In short, by considering a small calculation power, the ES-AIC algorithm can be applied to the real-time removal of MRGAs.

Comparisons of Multichannel ANC and Proposed ES-AIC

Comparing the results in Fig. 12, the similarity in the performances of the ES-AIC and multichannel ANC is evident. However, it is found that the convergence rates of the multichannel ANC are generally better. However, the convergence rate of the ANC is significantly influenced by the noise level. In Fig. 12, it can be clearly seen that multichannel ANC has a better performance in the low-SNR region (below −10 dB), but the ES-AIC has a better performance for SNR values above −10 dB. In this process, we used the LMS algorithm to update the coefficients for the proposed ES-AIC, but we used the normalized least mean square (NLMS) algorithm to update the coefficients of the multichannel ANC.

On the basis of the data obtained from the subjects, the proposed ES-AIC showed a very promising performance. This method was capable of effectively eliminating most of the MRGAs with only occasional artefacts remaining in the output signal. Even though the MRGAs can be considerably reduced in the ECG signal by the use of the proposed method, very trivial distortion still appears in the ECG signal.

Nevertheless, reliable gating can reduce false-positive triggers and increase image quality. The proposed method reduces the filter delay for calculating the system response.

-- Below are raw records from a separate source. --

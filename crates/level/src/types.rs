use rand_chacha::rand_core::Rng;
use serde::{Deserialize, Serialize};

/// Grid cell address. Fields are declared `y` first so the derived ordering is
/// row-major scan order.
#[derive(Clone, Copy, Debug, PartialEq, Eq, PartialOrd, Ord, Hash, Serialize, Deserialize)]
pub struct Coordinate {
    pub y: i32,
    pub x: i32,
}

impl Coordinate {
    pub const fn new(x: i32, y: i32) -> Self {
        Self { y, x }
    }

    /// Wraps at the `i32` edges; callers bounds-check the result.
    pub const fn offset(self, dx: i32, dy: i32) -> Self {
        Self { y: self.y.wrapping_add(dy), x: self.x.wrapping_add(dx) }
    }

    pub fn chebyshev(self, other: Self) -> u32 {
        self.x.abs_diff(other.x).max(self.y.abs_diff(other.y))
    }
}

#[derive(Clone, Copy, Debug, PartialEq, Eq, PartialOrd, Ord, Hash, Serialize, Deserialize)]
#[serde(rename_all = "lowercase")]
pub enum TileKind {
    Skip,
    Floor,
    Wall,
    Exit,
    Hole,
    Door,
}

impl TileKind {
    pub const ALL: [TileKind; 6] = [
        TileKind::Skip,
        TileKind::Floor,
        TileKind::Wall,
        TileKind::Exit,
        TileKind::Hole,
        TileKind::Door,
    ];

    /// Floor, Exit and Door can be walked on. Holes are deliberately not.
    pub const fn is_accessible(self) -> bool {
        matches!(self, TileKind::Floor | TileKind::Exit | TileKind::Door)
    }

    /// Glyph used by the level text format.
    pub const fn glyph(self) -> char {
        match self {
            TileKind::Skip => 'S',
            TileKind::Floor => 'F',
            TileKind::Wall => 'W',
            TileKind::Exit => 'E',
            TileKind::Hole => 'H',
            TileKind::Door => 'D',
        }
    }

    pub fn from_glyph(glyph: char) -> Option<Self> {
        TileKind::ALL.into_iter().find(|kind| kind.glyph() == glyph.to_ascii_uppercase())
    }
}

/// Visual theme of a level. Only affects texture paths, never rule matching.
#[derive(Clone, Copy, Debug, Default, PartialEq, Eq, Hash, Serialize, Deserialize)]
#[serde(rename_all = "lowercase")]
pub enum DesignLabel {
    #[default]
    Default,
    Forest,
    Ice,
    Fire,
    Temple,
    Dark,
    Rainbow,
}

impl DesignLabel {
    pub const ALL: [DesignLabel; 7] = [
        DesignLabel::Default,
        DesignLabel::Forest,
        DesignLabel::Ice,
        DesignLabel::Fire,
        DesignLabel::Temple,
        DesignLabel::Dark,
        DesignLabel::Rainbow,
    ];

    pub const fn as_str(self) -> &'static str {
        match self {
            DesignLabel::Default => "default",
            DesignLabel::Forest => "forest",
            DesignLabel::Ice => "ice",
            DesignLabel::Fire => "fire",
            DesignLabel::Temple => "temple",
            DesignLabel::Dark => "dark",
            DesignLabel::Rainbow => "rainbow",
        }
    }

    pub fn random<R: Rng + ?Sized>(rng: &mut R) -> Self {
        Self::ALL[rng.next_u64() as usize % Self::ALL.len()]
    }
}

/// A single cell of a [`TileGrid`](crate::TileGrid).
///
/// Tiles are owned by their grid. The graph index is assigned by the grid and
/// is `None` for every tile that cannot be walked on.
#[derive(Clone, Debug, PartialEq, Eq)]
pub struct Tile {
    pub(crate) coordinate: Coordinate,
    pub(crate) kind: TileKind,
    pub(crate) index: Option<usize>,
    pub(crate) texture_variant: Option<String>,
}

impl Tile {
    pub fn new(coordinate: Coordinate, kind: TileKind) -> Self {
        Self { coordinate, kind, index: None, texture_variant: None }
    }

    pub fn coordinate(&self) -> Coordinate {
        self.coordinate
    }

    pub fn kind(&self) -> TileKind {
        self.kind
    }

    pub fn index(&self) -> Option<usize> {
        self.index
    }

    pub fn is_accessible(&self) -> bool {
        self.kind.is_accessible()
    }

    pub fn texture_variant(&self) -> Option<&str> {
        self.texture_variant.as_deref()
    }
}
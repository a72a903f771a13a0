//! Text and JSON descriptions of a level layout.
//! This module exists so generators, tools and tests can hand a kind-grid to
//! `TileGrid` without building nested vectors by hand.
//! It does not own tile indexing or any level state.

use std::fs;
use std::path::Path;

use serde::{Deserialize, Serialize};

use crate::config::LevelConfig;
use crate::error::LevelError;
use crate::types::{DesignLabel, TileKind};

/// Rows of tile kinds, `rows[y][x]`.
pub type KindGrid = Vec<Vec<TileKind>>;

/// Returns `(width, height)` of a non-empty rectangular grid.
pub fn grid_dimensions<T>(rows: &[Vec<T>]) -> Result<(usize, usize), LevelError> {
    let width = rows.first().map_or(0, Vec::len);
    if width == 0 {
        return Err(LevelError::EmptyLayout);
    }
    for (row, cells) in rows.iter().enumerate() {
        if cells.len() != width {
            return Err(LevelError::RaggedRow { row, expected: width, found: cells.len() });
        }
    }
    Ok((width, rows.len()))
}

/// Parses one glyph per cell, one row per line. Blank lines are skipped and
/// the first non-blank line is row `y = 0`.
pub fn parse_glyphs(text: &str) -> Result<KindGrid, LevelError> {
    let mut rows = Vec::new();
    for line in text.lines().map(str::trim_end).filter(|line| !line.is_empty()) {
        let y = rows.len();
        let row = line
            .chars()
            .enumerate()
            .map(|(x, glyph)| {
                TileKind::from_glyph(glyph).ok_or(LevelError::UnknownGlyph { glyph, x, y })
            })
            .collect::<Result<Vec<_>, _>>()?;
        rows.push(row);
    }
    grid_dimensions(&rows)?;
    Ok(rows)
}

pub fn render_glyphs(rows: &[Vec<TileKind>]) -> String {
    let mut out = String::new();
    for row in rows {
        out.extend(row.iter().map(|kind| kind.glyph()));
        out.push('\n');
    }
    out
}

/// JSON level description consumed by the tools CLI.
#[derive(Clone, Debug, PartialEq, Eq, Serialize, Deserialize)]
pub struct LevelFile {
    #[serde(default, skip_serializing_if = "Option::is_none")]
    pub design: Option<DesignLabel>,
    #[serde(default, skip_serializing_if = "Option::is_none")]
    pub seed: Option<u64>,
    pub rows: Vec<String>,
}

impl LevelFile {
    pub fn from_json_str(content: &str) -> Result<Self, LevelError> {
        Ok(serde_json::from_str(content)?)
    }

    /// Loads a `.json` level file, or a plain glyph map for any other extension.
    pub fn load(path: &Path) -> Result<Self, LevelError> {
        let content = fs::read_to_string(path)
            .map_err(|source| LevelError::Io { path: path.to_path_buf(), source })?;
        if path.extension().is_some_and(|ext| ext.eq_ignore_ascii_case("json")) {
            Self::from_json_str(&content)
        } else {
            let rows = content
                .lines()
                .map(str::trim_end)
                .filter(|line| !line.is_empty())
                .map(str::to_owned)
                .collect();
            Ok(Self { design: None, seed: None, rows })
        }
    }

    pub fn kinds(&self) -> Result<KindGrid, LevelError> {
        parse_glyphs(&self.rows.join("\n"))
    }

    /// Values present in the file override `base`.
    pub fn config(&self, base: &LevelConfig) -> LevelConfig {
        LevelConfig {
            seed: self.seed.unwrap_or(base.seed),
            design: self.design.unwrap_or(base.design),
        }
    }
}
pub mod config;
pub mod error;
pub mod grid;
mod hash;
pub mod layout;
pub mod pathfinding;
pub mod texture;
pub mod types;

pub use config::{DEFAULT_SEED, LevelConfig};
pub use error::LevelError;
pub use grid::TileGrid;
pub use layout::{KindGrid, LevelFile, parse_glyphs, render_glyphs};
pub use pathfinding::Path;
pub use texture::{Neighborhood, VariantId, resolve_variants, select_variant, texture_path};
pub use types::*;
//! Block header verification against a block hash.
//!
//! Headers have grown with the forks: 15 fields originally, 16 with
//! London's base fee, 17 with Shanghai's withdrawals root, 20 with Cancun's
//! blob fields. The field count is therefore itself a consistency check —
//! the list arity must equal what the chain's fork schedule prescribes at
//! the claimed block number.

use ethereum_types::H256;
use keccak_hash::keccak;
use log::trace;
use mpt_proofs::fragment::Fragment;
use mpt_proofs::rlp::{decode_list, expect_bytes32_exact, expect_u64, RlpList};
use serde::{Deserialize, Serialize};
use verifier_common::{
    MAINNET_CANCUN_BLOCK_NUMBER, MAINNET_CHAIN_ID, MAINNET_LONDON_BLOCK_NUMBER,
    MAINNET_SHANGHAI_BLOCK_NUMBER, MAX_HEADER_FIELDS_COUNT, MAX_HEADER_RLP_LENGTH,
    SEPOLIA_CANCUN_BLOCK_NUMBER, SEPOLIA_CHAIN_ID, SEPOLIA_SHANGHAI_BLOCK_NUMBER,
};

use crate::{VerifierError, VerifierResult};

const STATE_ROOT_FIELD: usize = 3;
const TRANSACTIONS_ROOT_FIELD: usize = 4;
const RECEIPTS_ROOT_FIELD: usize = 5;
const NUMBER_FIELD: usize = 8;
const WITHDRAWALS_ROOT_FIELD: usize = 16;

/// Field counts per fork era.
const PRE_LONDON_FIELDS: usize = 15;
const LONDON_FIELDS: usize = 16;
const SHANGHAI_FIELDS: usize = 17;
const CANCUN_FIELDS: usize = 20;

/// The fragment type a header encoding lives in.
pub type HeaderRlp = Fragment<u8, MAX_HEADER_RLP_LENGTH>;

/// The header fields a caller claims, anchored by the block hash.
#[derive(Clone, Debug, Default, Deserialize, Eq, PartialEq, Serialize)]
pub struct BlockHeaderPartial {
    /// The block hash: keccak of the header encoding.
    pub hash: H256,
    /// The block number.
    pub number: u64,
    /// The post-block state root.
    pub state_root: H256,
    /// Root of the block's transactions trie.
    pub transactions_root: H256,
    /// Root of the block's receipts trie.
    pub receipts_root: H256,
    /// Root of the block's withdrawals (Shanghai onwards).
    pub withdrawals_root: Option<H256>,
}

/// The header field count prescribed by `chain_id`'s fork schedule at
/// `block_number`. Chains without a known schedule are rejected.
pub fn get_header_fields_count(chain_id: u64, block_number: u64) -> VerifierResult<usize> {
    match chain_id {
        MAINNET_CHAIN_ID => Ok(if block_number >= MAINNET_CANCUN_BLOCK_NUMBER {
            CANCUN_FIELDS
        } else if block_number >= MAINNET_SHANGHAI_BLOCK_NUMBER {
            SHANGHAI_FIELDS
        } else if block_number >= MAINNET_LONDON_BLOCK_NUMBER {
            LONDON_FIELDS
        } else {
            PRE_LONDON_FIELDS
        }),
        // Sepolia launched with London active.
        SEPOLIA_CHAIN_ID => Ok(if block_number >= SEPOLIA_CANCUN_BLOCK_NUMBER {
            CANCUN_FIELDS
        } else if block_number >= SEPOLIA_SHANGHAI_BLOCK_NUMBER {
            SHANGHAI_FIELDS
        } else {
            LONDON_FIELDS
        }),
        other => Err(VerifierError::UnsupportedChain(other)),
    }
}

/// Verifies a block header against its claimed hash.
///
/// The encoding must be a list with exactly the field count the chain's
/// fork schedule prescribes at the claimed number; the number, state root,
/// transactions root, receipts root and — from Shanghai on — withdrawals
/// root must match the claim; and the encoding must hash to the claimed
/// block hash.
pub fn verify_header(
    chain_id: u64,
    header: &BlockHeaderPartial,
    header_rlp: &HeaderRlp,
) -> VerifierResult<()> {
    trace!(
        "verifying header {} of chain {} against hash {:?}",
        header.number,
        chain_id,
        header.hash
    );

    let fields: RlpList<MAX_HEADER_FIELDS_COUNT> = decode_list(header_rlp)?;

    let expected = get_header_fields_count(chain_id, header.number)?;
    if fields.len() != expected {
        return Err(VerifierError::HeaderFieldCount {
            expected,
            found: fields.len(),
        });
    }

    expect_u64(header_rlp, &fields.at(NUMBER_FIELD), header.number, "Block Number")?;
    expect_bytes32_exact(
        header_rlp,
        &fields.at(STATE_ROOT_FIELD),
        header.state_root,
        "State Root",
    )?;
    expect_bytes32_exact(
        header_rlp,
        &fields.at(TRANSACTIONS_ROOT_FIELD),
        header.transactions_root,
        "Transactions Root",
    )?;
    expect_bytes32_exact(
        header_rlp,
        &fields.at(RECEIPTS_ROOT_FIELD),
        header.receipts_root,
        "Receipts Root",
    )?;

    if expected >= SHANGHAI_FIELDS {
        let withdrawals_root = header
            .withdrawals_root
            .ok_or(VerifierError::WithdrawalsRootMissing)?;
        expect_bytes32_exact(
            header_rlp,
            &fields.at(WITHDRAWALS_ROOT_FIELD),
            withdrawals_root,
            "Withdrawals Root",
        )?;
    } else if header.withdrawals_root.is_some() {
        return Err(VerifierError::UnexpectedWithdrawalsRoot);
    }

    if keccak(header_rlp.as_slice()) != header.hash {
        return Err(VerifierError::BlockHashMismatch);
    }

    Ok(())
}
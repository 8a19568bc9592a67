//! Receipt verification against a block's receipts root, and log
//! extraction from verified receipts.
//!
//! Receipts changed shape at Byzantium: the first field was the
//! post-transaction state root before, and is a 0/1 status byte since. The
//! caller states which one it claims via [`TransactionReceiptPartial`]; the
//! block number decides which one the encoding must carry.

use bytes::Bytes;
use ethereum_types::{Bloom, H160, H256};
use mpt_proofs::fragment::Fragment;
use mpt_proofs::proof::{verify_merkle_proof, ProofInput};
use mpt_proofs::rlp::{
    decode_list, encoded_span, expect_bytes, expect_bytes32_exact, expect_u8, expect_u64,
    item_slice, read_address, read_bytes32, RlpError, RlpHeader, RlpKind, RlpList,
};
use serde::{Deserialize, Serialize};
use verifier_common::{
    BLOOM_FILTER_LENGTH, LOG_FIELDS_COUNT, MAINNET_BYZANTIUM_BLOCK_NUMBER, MAX_LOGS_COUNT,
    MAX_LOG_TOPICS_COUNT, MAX_RECEIPT_ENCODED_LENGTH, MAX_RECEIPT_LEAF_LENGTH,
    MAX_RECEIPT_PROOF_DEPTH, MAX_TRIE_INDEX_KEY_LENGTH, RECEIPT_FIELDS_COUNT,
};

use crate::transaction::{typed_payload, TxType};
use crate::{keys, VerifierError, VerifierResult};

/// One log emitted by a transaction.
#[derive(Clone, Debug, Deserialize, Eq, PartialEq, Serialize)]
pub struct Log {
    /// Address of the emitting contract.
    pub address: H160,
    /// The event signature topic and up to three indexed parameters.
    pub topics: Vec<H256>,
    /// The unindexed payload.
    pub data: Bytes,
}

/// The receipt fields a caller claims. Exactly one of `status` and
/// `state_root` must be present, matching the block's fork era.
#[derive(Clone, Debug, Default, Deserialize, Eq, PartialEq, Serialize)]
pub struct TransactionReceiptPartial {
    /// Execution status byte (Byzantium onwards).
    pub status: Option<u8>,
    /// Post-transaction state root (pre-Byzantium only).
    pub state_root: Option<H256>,
    /// Gas used by the block up to and including this transaction.
    pub cumulative_gas_used: u64,
    /// Bloom filter over the receipt's logs.
    pub logs_bloom: Bloom,
}

/// The fragment type a verified receipt payload lives in.
pub type ReceiptRlp = Fragment<u8, MAX_RECEIPT_ENCODED_LENGTH>;

/// Proof input sized for receipts-trie proofs.
pub type ReceiptProofInput = ProofInput<
    MAX_TRIE_INDEX_KEY_LENGTH,
    MAX_RECEIPT_ENCODED_LENGTH,
    MAX_RECEIPT_PROOF_DEPTH,
    MAX_RECEIPT_LEAF_LENGTH,
>;

/// Verifies a receipt against a block's receipts root.
///
/// The proof's key must be the RLP encoding of `index`; typed receipts lead
/// with the transaction's type byte; the payload must be the four-field
/// list `(status_or_state_root, cumulative_gas_used, logs_bloom, logs)`.
/// Returns the receipt payload and its decoded field list so callers can
/// extract logs with [`extract_log`].
pub fn verify_receipt_proof(
    block_number: u64,
    index: u64,
    tx_type: TxType,
    receipt: &TransactionReceiptPartial,
    proof_input: &ReceiptProofInput,
    receipts_root: H256,
) -> VerifierResult<(ReceiptRlp, RlpList<RECEIPT_FIELDS_COUNT>)> {
    if proof_input.key != keys::index_key(index)? {
        return Err(VerifierError::KeyMismatch("transaction index"));
    }

    let pre_byzantium = block_number < MAINNET_BYZANTIUM_BLOCK_NUMBER;
    if pre_byzantium && !tx_type.is_legacy() {
        return Err(VerifierError::TypedTransactionPreByzantium);
    }

    let payload = typed_payload(&proof_input.value, tx_type)?;

    let fields: RlpList<RECEIPT_FIELDS_COUNT> = decode_list(&payload).map_err(|e| match e {
        RlpError::TooManyItems { .. } => VerifierError::ReceiptFieldCount,
        other => other.into(),
    })?;
    if fields.len() != RECEIPT_FIELDS_COUNT {
        return Err(VerifierError::ReceiptFieldCount);
    }

    if pre_byzantium {
        let state_root = receipt.state_root.ok_or(VerifierError::StateRootMissing)?;
        expect_bytes32_exact(&payload, &fields.at(0), state_root, "Receipt State Root")?;
    } else {
        let status = receipt.status.ok_or(VerifierError::StatusMissing)?;
        expect_u8(&payload, &fields.at(0), status, "Status")?;
    }

    expect_u64(
        &payload,
        &fields.at(1),
        receipt.cumulative_gas_used,
        "Cumulative Gas Used",
    )?;
    let bloom = fields.at(2);
    if bloom.kind == RlpKind::String && bloom.length != BLOOM_FILTER_LENGTH {
        return Err(RlpError::UnexpectedLength {
            label: "Logs Bloom",
            length: bloom.length,
        }
        .into());
    }
    expect_bytes(&payload, &bloom, receipt.logs_bloom.as_bytes(), "Logs Bloom")?;

    let logs = fields.at(3);
    if logs.kind != RlpKind::List {
        return Err(RlpError::UnexpectedKind {
            expected: RlpKind::List,
            found: logs.kind,
            label: "Logs",
        }
        .into());
    }

    verify_merkle_proof(proof_input, receipts_root).map_err(|source| VerifierError::Proof {
        label: "Receipts Root",
        source,
    })?;

    Ok((payload, fields))
}

/// Extracts one log from a verified receipt payload.
pub fn extract_log(
    receipt_rlp: &ReceiptRlp,
    fields: &RlpList<RECEIPT_FIELDS_COUNT>,
    log_index: usize,
) -> VerifierResult<Log> {
    let logs_frag = list_fragment(receipt_rlp, &fields.at(3), "Logs")?;
    let logs: RlpList<MAX_LOGS_COUNT> = decode_list(&logs_frag)?;

    if log_index >= logs.len() {
        return Err(VerifierError::LogIndexOutOfRange {
            index: log_index,
            count: logs.len(),
        });
    }

    let log_frag = list_fragment(&logs_frag, &logs.at(log_index), "Log")?;
    let log_fields: RlpList<LOG_FIELDS_COUNT> = decode_list(&log_frag).map_err(|e| match e {
        RlpError::TooManyItems { .. } => VerifierError::LogFieldCount,
        other => other.into(),
    })?;
    if log_fields.len() != LOG_FIELDS_COUNT {
        return Err(VerifierError::LogFieldCount);
    }

    let address = read_address(&log_frag, &log_fields.at(0), "Log Address")?;

    let topics_frag = list_fragment(&log_frag, &log_fields.at(1), "Log Topics")?;
    let topic_headers: RlpList<MAX_LOG_TOPICS_COUNT> = decode_list(&topics_frag)?;
    let topics = topic_headers
        .iter()
        .map(|h| read_bytes32(&topics_frag, h, "Log Topic"))
        .collect::<Result<Vec<_>, _>>()?;

    let data_header = log_fields.at(2);
    if data_header.kind != RlpKind::String {
        return Err(RlpError::UnexpectedKind {
            expected: RlpKind::String,
            found: data_header.kind,
            label: "Log Data",
        }
        .into());
    }
    let data = Bytes::copy_from_slice(item_slice(&log_frag, &data_header));

    Ok(Log {
        address,
        topics,
        data,
    })
}

/// Re-frames a list-kind child as its own fragment (prefix included) so it
/// can be decoded as an outer list.
fn list_fragment(
    frag: &ReceiptRlp,
    header: &RlpHeader,
    label: &'static str,
) -> VerifierResult<ReceiptRlp> {
    if header.kind != RlpKind::List {
        return Err(RlpError::UnexpectedKind {
            expected: RlpKind::List,
            found: header.kind,
            label,
        }
        .into());
    }

    let (start, length) = encoded_span(frag, header);
    Ok(frag.sub_fragment(start, length))
}
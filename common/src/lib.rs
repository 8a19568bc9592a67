//! Constants shared by the proof verification crates: well-known hashes,
//! fork activation heights and the capacity limits that bound every
//! untrusted input buffer.

use ethereum_types::H256;

/// The hash value of an account empty EVM code.
/// 0xc5d2460186f7233c927e7db2dcc703c0e500b653ca82273b7bfad8045d85a470
pub const EMPTY_CODE_HASH: H256 = H256([
    197, 210, 70, 1, 134, 247, 35, 60, 146, 126, 125, 178, 220, 199, 3, 192, 229, 0, 182, 83, 202,
    130, 39, 59, 123, 250, 216, 4, 93, 133, 164, 112,
]);

/// The hash of an empty Merkle Patricia trie.
/// 0x56e81f171bcc55a6ff8345e692c0f86e5b48e01b996cadc001622fb5e363b421
pub const EMPTY_TRIE_HASH: H256 = H256([
    86, 232, 31, 23, 27, 204, 85, 166, 255, 131, 69, 230, 146, 192, 248, 110, 91, 72, 224, 27, 153,
    108, 173, 192, 1, 98, 47, 181, 227, 99, 180, 33,
]);

/// Ethereum mainnet chain id.
pub const MAINNET_CHAIN_ID: u64 = 1;

/// Sepolia testnet chain id.
pub const SEPOLIA_CHAIN_ID: u64 = 11_155_111;

/// First mainnet block of the Byzantium fork. Receipts switch from a state
/// root to a status byte at this height.
pub const MAINNET_BYZANTIUM_BLOCK_NUMBER: u64 = 4_370_000;

/// First mainnet block of the London fork (adds `baseFeePerGas` to headers).
pub const MAINNET_LONDON_BLOCK_NUMBER: u64 = 12_965_000;

/// First mainnet block of the Shanghai fork (adds `withdrawalsRoot`).
pub const MAINNET_SHANGHAI_BLOCK_NUMBER: u64 = 17_034_870;

/// First mainnet block of the Cancun fork (adds `blobGasUsed`,
/// `excessBlobGas` and `parentBeaconBlockRoot`).
pub const MAINNET_CANCUN_BLOCK_NUMBER: u64 = 19_426_587;

/// First Sepolia block of the Shanghai fork.
pub const SEPOLIA_SHANGHAI_BLOCK_NUMBER: u64 = 2_990_908;

/// First Sepolia block of the Cancun fork.
pub const SEPOLIA_CANCUN_BLOCK_NUMBER: u64 = 4_776_000;

/// Upper bound on the RLP encoding of a block header (a Cancun mainnet
/// header with a maximal extra-data field).
pub const MAX_HEADER_RLP_LENGTH: usize = 709;

/// Number of fields in a Cancun block header, the largest layout supported.
pub const MAX_HEADER_FIELDS_COUNT: usize = 20;

/// Upper bound on one RLP-encoded trie node: a branch holds 17 child
/// strings of up to 33 bytes each plus the list prefix.
pub const MAX_NODE_LENGTH: usize = 532;

/// Maximum number of intermediate nodes in a state-trie account proof.
pub const MAX_ACCOUNT_PROOF_DEPTH: usize = 11;

/// Upper bound on the RLP list `(nonce, balance, storage_hash, code_hash)`.
pub const MAX_ACCOUNT_STATE_LENGTH: usize = 110;

/// Upper bound on the leaf node terminating an account proof.
pub const MAX_ACCOUNT_LEAF_LENGTH: usize = 148;

/// Maximum number of intermediate nodes in a storage-trie proof.
pub const MAX_STORAGE_PROOF_DEPTH: usize = 6;

/// Upper bound on an RLP-encoded storage value (32 bytes plus the string
/// prefix).
pub const MAX_STORAGE_VALUE_LENGTH: usize = 33;

/// Upper bound on the leaf node terminating a storage proof.
pub const MAX_STORAGE_LEAF_LENGTH: usize = 69;

/// Upper bound on an RLP-encoded transaction index, the key into the
/// transaction and receipt tries.
pub const MAX_TRIE_INDEX_KEY_LENGTH: usize = 3;

/// Maximum number of intermediate nodes in a transactions-trie proof.
pub const MAX_TX_PROOF_DEPTH: usize = 7;

/// Upper bound on an encoded transaction carried as a trie value.
pub const MAX_TX_ENCODED_LENGTH: usize = 4096;

/// Upper bound on the leaf node terminating a transaction proof.
pub const MAX_TX_LEAF_LENGTH: usize = 4112;

/// Maximum number of intermediate nodes in a receipts-trie proof.
pub const MAX_RECEIPT_PROOF_DEPTH: usize = 7;

/// Upper bound on an encoded receipt carried as a trie value.
pub const MAX_RECEIPT_ENCODED_LENGTH: usize = 4096;

/// Upper bound on the leaf node terminating a receipt proof.
pub const MAX_RECEIPT_LEAF_LENGTH: usize = 4112;

/// Byte length of the logs bloom filter.
pub const BLOOM_FILTER_LENGTH: usize = 256;

/// Number of fields in an RLP-encoded log: address, topics, data.
pub const LOG_FIELDS_COUNT: usize = 3;

/// Maximum number of logs a verified receipt may carry.
pub const MAX_LOGS_COUNT: usize = 64;

/// Maximum number of topics per log (one event signature plus three
/// indexed parameters).
pub const MAX_LOG_TOPICS_COUNT: usize = 4;

/// Number of fields in the largest transaction layout (EIP-4844).
pub const MAX_TX_FIELDS_COUNT: usize = 14;

/// Number of fields in an RLP-encoded receipt.
pub const RECEIPT_FIELDS_COUNT: usize = 4;

#[test]
fn test_empty_code_hash() {
    assert_eq!(EMPTY_CODE_HASH, keccak_hash::keccak([]));
}

#[test]
fn test_empty_trie_hash() {
    assert_eq!(EMPTY_TRIE_HASH, keccak_hash::keccak(rlp::NULL_RLP));
}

From the abovementioned results, we found that the multichannel ANC is slightly superior to the ES-AIC. However, the ES-AIC had a better calculation performance than the multichannel ANC.

Conclusion

We have proposed an “event-synchronous adaptive interference canceller (ES-AIC),” a gradient-wise reduction filter, which is simple but effective. The filter restores the ECG signals contaminated by MRGAs acquired during MR sequences. The LMS algorithm was used for updating the ES-AIC coefficients. In particular, the proposed ES-AIC does not require reference signals from an MR scanner. The reference signals of the ES-AIC used in this study were obtained using a combination of noisy three-lead ECG signals.

The ES-AIC performance was measured off-line, and a gating pulse was generated using point-by-point operations. The quality of the filtered ECG was so reliable that the QRS detector could be used to correct the triggering/gating of the MR machine. Our results conclusively show that the ES-AIC is applicable even when the scenario of the MR sequence in the magnet bore is changed.

In particular, the proposed method was based on a simple experimental setup and did not require any physical connections from the gradient amplifiers of the MRI machine. The proposed method can also be used in MR imaging with the application of real-time implementation because it is very efficient in calculation. In order to finally determine the efficiency of the proposed method, the filter should be tested on a larger population of individuals.

As applications of the proposed system, reliable cardiac monitoring information can be provided to the physician and the ES-AIC in the MR gating method using other physiological signals can be made possible.